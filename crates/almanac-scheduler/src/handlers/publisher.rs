//! Publishes run outcomes to an external pub/sub system.

use std::sync::Arc;

use async_trait::async_trait;

use almanac_core::{RunState, State};

use crate::error::Result;
use crate::handlers::OutputHandler;

/// Substitutable contract for the external pub/sub sink.
#[async_trait]
pub trait Publisher: Send + Sync {
    /// Notifies that a run reached an outcome state.
    async fn instance_finished(&self, state: &RunState) -> Result<()>;
}

/// A publisher that drops everything. The development-mode default.
#[derive(Debug, Default)]
pub struct NoopPublisher;

#[async_trait]
impl Publisher for NoopPublisher {
    async fn instance_finished(&self, _state: &RunState) -> Result<()> {
        Ok(())
    }
}

/// Emits a domain event on `DONE` and `FAILED`.
pub struct PublisherHandler {
    publisher: Arc<dyn Publisher>,
}

impl PublisherHandler {
    /// Creates the handler.
    #[must_use]
    pub fn new(publisher: Arc<dyn Publisher>) -> Self {
        Self { publisher }
    }
}

#[async_trait]
impl OutputHandler for PublisherHandler {
    fn name(&self) -> &'static str {
        "publisher"
    }

    async fn transition_into(&self, state: &RunState) -> Result<()> {
        if matches!(state.state, State::Done | State::Failed) {
            self.publisher.instance_finished(state).await?;
        }
        Ok(())
    }
}

#[cfg(test)]
mod tests {
    use super::*;
    use almanac_core::{Event, WorkflowId, WorkflowInstance};
    use chrono::Utc;
    use tokio::sync::Mutex;

    #[derive(Default)]
    struct RecordingPublisher {
        finished: Mutex<Vec<State>>,
    }

    #[async_trait]
    impl Publisher for RecordingPublisher {
        async fn instance_finished(&self, state: &RunState) -> Result<()> {
            self.finished.lock().await.push(state.state);
            Ok(())
        }
    }

    #[tokio::test]
    async fn publishes_done_but_not_intermediate_states() {
        let publisher = Arc::new(RecordingPublisher::default());
        let handler = PublisherHandler::new(Arc::clone(&publisher) as _);

        let instance = WorkflowInstance::new(WorkflowId::new("styx", "daily"), "2020-01-01");
        let now = Utc::now();
        let queued = RunState::fresh(instance, 0, now)
            .transition(
                &Event::TriggerExecution {
                    trigger_id: "t".into(),
                    parameters: almanac_core::state::TriggerParameters::default(),
                },
                now,
            )
            .unwrap();
        handler.transition_into(&queued).await.unwrap();
        assert!(publisher.finished.lock().await.is_empty());

        let done = queued.transition(&Event::Halt, now).unwrap();
        handler.transition_into(&done).await.unwrap();
        assert_eq!(&publisher.finished.lock().await[..], [State::Done]);
    }
}
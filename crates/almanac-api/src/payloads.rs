//! Wire payloads of the management surface.
//!
//! Field names are camelCase and timestamps are RFC 3339, matching the rest
//! of the event and backfill wire format.

use chrono::{DateTime, Utc};
use serde::{Deserialize, Serialize};

use almanac_core::state::{StateData, TriggerParameters};
use almanac_core::{Backfill, SequencedEvent, WorkflowInstance};
use almanac_scheduler::backfill::RunStateSummary;

/// Request body for `POST /backfills`.
#[derive(Debug, Clone, Deserialize)]
#[serde(rename_all = "camelCase")]
pub struct BackfillInput {
    /// The owning component.
    pub component: String,
    /// The workflow name within the component.
    pub workflow: String,
    /// Start of the partition range (inclusive, RFC 3339).
    pub start: DateTime<Utc>,
    /// End of the partition range (exclusive, RFC 3339).
    pub end: DateTime<Utc>,
    /// Maximum simultaneously active instances.
    pub concurrency: u32,
    /// Operator-facing description.
    #[serde(default)]
    pub description: Option<String>,
    /// Trigger partitions newest-first.
    #[serde(default)]
    pub reverse: bool,
    /// Parameters passed to every triggered instance.
    #[serde(default)]
    pub trigger_parameters: Option<TriggerParameters>,
}

/// Request body for `PUT /backfills/{id}`.
#[derive(Debug, Clone, Deserialize)]
#[serde(rename_all = "camelCase")]
pub struct EditableBackfillInput {
    /// Backfill id; must match the id in the URI.
    pub id: String,
    /// New concurrency cap.
    #[serde(default)]
    pub concurrency: Option<u32>,
    /// New description.
    #[serde(default)]
    pub description: Option<String>,
}

/// One instance's status row.
#[derive(Debug, Clone, Serialize)]
#[serde(rename_all = "camelCase")]
pub struct RunStateData {
    /// The partition instance.
    pub workflow_instance: WorkflowInstance,
    /// State name; a machine state, `WAITING` or `UNKNOWN`.
    pub state: String,
    /// State payload.
    pub state_data: StateData,
    /// When the state was entered, where known.
    #[serde(skip_serializing_if = "Option::is_none")]
    pub latest_timestamp: Option<DateTime<Utc>>,
}

impl From<RunStateSummary> for RunStateData {
    fn from(summary: RunStateSummary) -> Self {
        Self {
            workflow_instance: summary.instance,
            state: summary.state,
            state_data: summary.data,
            latest_timestamp: summary.timestamp,
        }
    }
}

/// Status rows of one backfill.
#[derive(Debug, Clone, Serialize)]
#[serde(rename_all = "camelCase")]
pub struct RunStateDataPayload {
    /// Per-instance rows, processed partitions first (reversed for reverse
    /// backfills).
    pub active_states: Vec<RunStateData>,
}

/// A backfill with optional status rows.
#[derive(Debug, Clone, Serialize)]
#[serde(rename_all = "camelCase")]
pub struct BackfillPayload {
    /// The backfill record.
    pub backfill: Backfill,
    /// Status rows, when requested.
    #[serde(skip_serializing_if = "Option::is_none")]
    pub statuses: Option<RunStateDataPayload>,
}

/// Response body for `GET /backfills`.
#[derive(Debug, Clone, Serialize)]
#[serde(rename_all = "camelCase")]
pub struct BackfillsPayload {
    /// All matching backfills.
    pub backfills: Vec<BackfillPayload>,
}

/// Response body for `GET /events/{component}/{workflow}/{parameter}`.
#[derive(Debug, Clone, Serialize)]
#[serde(rename_all = "camelCase")]
pub struct EventsPayload {
    /// The instance's logged events in counter order.
    pub events: Vec<SequencedEvent>,
}

/// Query parameters for backfill listings.
#[derive(Debug, Clone, Default, Deserialize)]
#[serde(rename_all = "camelCase")]
pub struct ListParams {
    /// Restrict to one component.
    #[serde(default)]
    pub component: Option<String>,
    /// Restrict to one workflow name.
    #[serde(default)]
    pub workflow: Option<String>,
    /// Include per-instance statuses.
    #[serde(default)]
    pub status: Option<bool>,
    /// Include halted and completed backfills.
    #[serde(default)]
    pub show_all: Option<bool>,
}

/// Query parameters for `GET /backfills/{id}`.
#[derive(Debug, Clone, Default, Deserialize)]
#[serde(rename_all = "camelCase")]
pub struct GetParams {
    /// Include per-instance statuses (default true).
    #[serde(default)]
    pub status: Option<bool>,
}

/// Query parameters for `POST /backfills`.
#[derive(Debug, Clone, Default, Deserialize)]
#[serde(rename_all = "camelCase")]
pub struct CreateParams {
    /// Permit partitions that have not occurred yet.
    #[serde(default)]
    pub allow_future: Option<bool>,
}

#[cfg(test)]
mod tests {
    use super::*;

    #[test]
    fn backfill_input_parses_camel_case() {
        let input: BackfillInput = serde_json::from_str(
            r#"{
                "component": "styx",
                "workflow": "daily",
                "start": "2020-01-01T00:00:00Z",
                "end": "2020-01-05T00:00:00Z",
                "concurrency": 2,
                "reverse": true,
                "triggerParameters": {"env": {"MODE": "backfill"}}
            }"#,
        )
        .unwrap();
        assert_eq!(input.component, "styx");
        assert!(input.reverse);
        assert_eq!(
            input.trigger_parameters.unwrap().env["MODE"],
            "backfill".to_string()
        );
    }

    #[test]
    fn editable_input_defaults_optional_fields() {
        let input: EditableBackfillInput =
            serde_json::from_str(r#"{"id": "backfill-x", "concurrency": 3}"#).unwrap();
        assert_eq!(input.id, "backfill-x");
        assert_eq!(input.concurrency, Some(3));
        assert!(input.description.is_none());
    }
}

■ ■ ■ ■ ■ ■ ■

#### WHAT IS EXPECTED
Looking at the entries, count the lines where the word "chrono" appears, and state the count by itself.

#### TASK RESPONSE
2